───── WORKING DATA ─────

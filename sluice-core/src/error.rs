//! Error types for the sluice engine.
//!
//! Fatal errors abort the node that raised them and fan out across the
//! connected component; non-fatal conditions (rule-resolution misses,
//! possible loops during flattening) are logged and execution continues.

use crate::value::ValueKind;
use thiserror::Error;

/// The main error type for sluice operations.
#[derive(Error, Debug, Clone, PartialEq)]
pub enum SluiceError {
    /// A write carried a value whose kind does not match the slot's
    /// declared kind.
    #[error("E101: slot '{slot}' of {node} expects {expected}, got {actual}")]
    SlotType {
        /// The node owning the slot.
        node: String,
        /// The slot base name.
        slot: String,
        /// The declared kind.
        expected: ValueKind,
        /// The kind of the rejected value.
        actual: ValueKind,
    },

    /// A slot name does not exist on the node.
    #[error("E102: {node} has no slot named '{slot}'")]
    SlotNotFound {
        /// The node that was queried.
        node: String,
        /// The missing slot name.
        slot: String,
    },

    /// A scalar accessor was used on a list slot, or vice versa.
    #[error("E103: slot '{slot}' of {node}: {cause}")]
    SlotShape {
        /// The node owning the slot.
        node: String,
        /// The slot base name.
        slot: String,
        /// Description of the misuse.
        cause: String,
    },

    /// `run` read an input that is declared but empty.
    #[error("E201: input slot '{slot}' of {node} is empty")]
    MissingInput {
        /// The node whose input is empty.
        node: String,
        /// The empty input slot.
        slot: String,
    },

    /// A parameter failed a node's precondition.
    #[error("E202: parameter '{parameter}' out of range: {cause}")]
    ParameterOutOfRange {
        /// The offending parameter.
        parameter: String,
        /// Why the value was rejected.
        cause: String,
    },

    /// The worker pool refused a task.
    #[error("E301: dispatch failed for {node}: {cause}")]
    Dispatch {
        /// The node that could not be dispatched.
        node: String,
        /// Reason for the refusal.
        cause: String,
    },

    /// A node aborted, either from its own `run` or through the error
    /// channel of a neighbour.
    #[error("E302: {message}")]
    Aborted {
        /// The message carried by the abort signal.
        message: String,
    },
}

impl SluiceError {
    /// Get the error code (e.g., "E101").
    #[must_use]
    pub fn code(&self) -> &'static str {
        match self {
            Self::SlotType { .. } => "E101",
            Self::SlotNotFound { .. } => "E102",
            Self::SlotShape { .. } => "E103",
            Self::MissingInput { .. } => "E201",
            Self::ParameterOutOfRange { .. } => "E202",
            Self::Dispatch { .. } => "E301",
            Self::Aborted { .. } => "E302",
        }
    }

    /// Author-driven abort from inside a `run` body.
    #[must_use]
    pub fn aborted(message: impl Into<String>) -> Self {
        Self::Aborted {
            message: message.into(),
        }
    }

    /// The message the error channel should carry for this error.
    ///
    /// An explicit abort travels verbatim; every other error travels as
    /// its display form, code included.
    #[must_use]
    pub fn abort_message(&self) -> String {
        match self {
            Self::Aborted { message } => message.clone(),
            other => other.to_string(),
        }
    }
}

/// Result type alias using [`SluiceError`].
pub type Result<T> = std::result::Result<T, SluiceError>;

─────

PROBLEM TO WORK ON
Make an exact copy of the data above.

COMPLETED TASK
filename sluice-core/src/error.rs
//! Error types for the sluice engine.
//!
//! Fatal errors abort the node that raised them and fan out across the
//! connected component; non-fatal conditions (rule-resolution misses,
//! possible loops during flattening) are logged and execution continues.

use crate::value::ValueKind;
use thiserror::Error;

/// The main error type for sluice operations.
#[derive(Error, Debug, Clone, PartialEq)]
pub enum SluiceError {
    /// A write carried a value whose kind does not match the slot's
    /// declared kind.
    #[error("E101: slot '{slot}' of {node} expects {expected}, got {actual}")]
    SlotType {
        /// The node owning the slot.
        node: String,
        /// The slot base name.
        slot: String,
        /// The declared kind.
        expected: ValueKind,
        /// The kind of the rejected value.
        actual: ValueKind,
    },

    /// A slot name does not exist on the node.
    #[error("E102: {node} has no slot named '{slot}'")]
    SlotNotFound {
        /// The node that was queried.
        node: String,
        /// The missing slot name.
        slot: String,
    },

    /// A scalar accessor was used on a list slot, or vice versa.
    #[error("E103: slot '{slot}' of {node}: {cause}")]
    SlotShape {
        /// The node owning the slot.
        node: String,
        /// The slot base name.
        slot: String,
        /// Description of the misuse.
        cause: String,
    },

    /// `run` read an input that is declared but empty.
    #[error("E201: input slot '{slot}' of {node} is empty")]
    MissingInput {
        /// The node whose input is empty.
        node: String,
        /// The empty input slot.
        slot: String,
    },

    /// A parameter failed a node's precondition.
    #[error("E202: parameter '{parameter}' out of range: {cause}")]
    ParameterOutOfRange {
        /// The offending parameter.
        parameter: String,
        /// Why the value was rejected.
        cause: String,
    },

    /// The worker pool refused a task.
    #[error("E301: dispatch failed for {node}: {cause}")]
    Dispatch {
        /// The node that could not be dispatched.
        node: String,
        /// Reason for the refusal.
        cause: String,
    },

    /// A node aborted, either from its own `run` or through the error
    /// channel of a neighbour.
    #[error("E302: {message}")]
    Aborted {
        /// The message carried by the abort signal.
        message: String,
    },
}

impl SluiceError {
    /// Get the error code (e.g., "E101").
    #[must_use]
    pub fn code(&self) -> &'static str {
        match self {
            Self::SlotType { .. } => "E101",
            Self::SlotNotFound { .. } => "E102",
            Self::SlotShape { .. } => "E103",
            Self::MissingInput { .. } => "E201",
            Self::ParameterOutOfRange { .. } => "E202",
            Self::Dispatch { .. } => "E301",
            Self::Aborted { .. } => "E302",
        }
    }

    /// Author-driven abort from inside a `run` body.
    #[must_use]
    pub fn aborted(message: impl Into<String>) -> Self {
        Self::Aborted {
            message: message.into(),
        }
    }

    /// The message the error channel should carry for this error.
    ///
    /// An explicit abort travels verbatim; every other error travels as
    /// its display form, code included.
    #[must_use]
    pub fn abort_message(&self) -> String {
        match self {
            Self::Aborted { message } => message.clone(),
            other => other.to_string(),
        }
    }
}

/// Result type alias using [`SluiceError`].
pub type Result<T> = std::result::Result<T, SluiceError>;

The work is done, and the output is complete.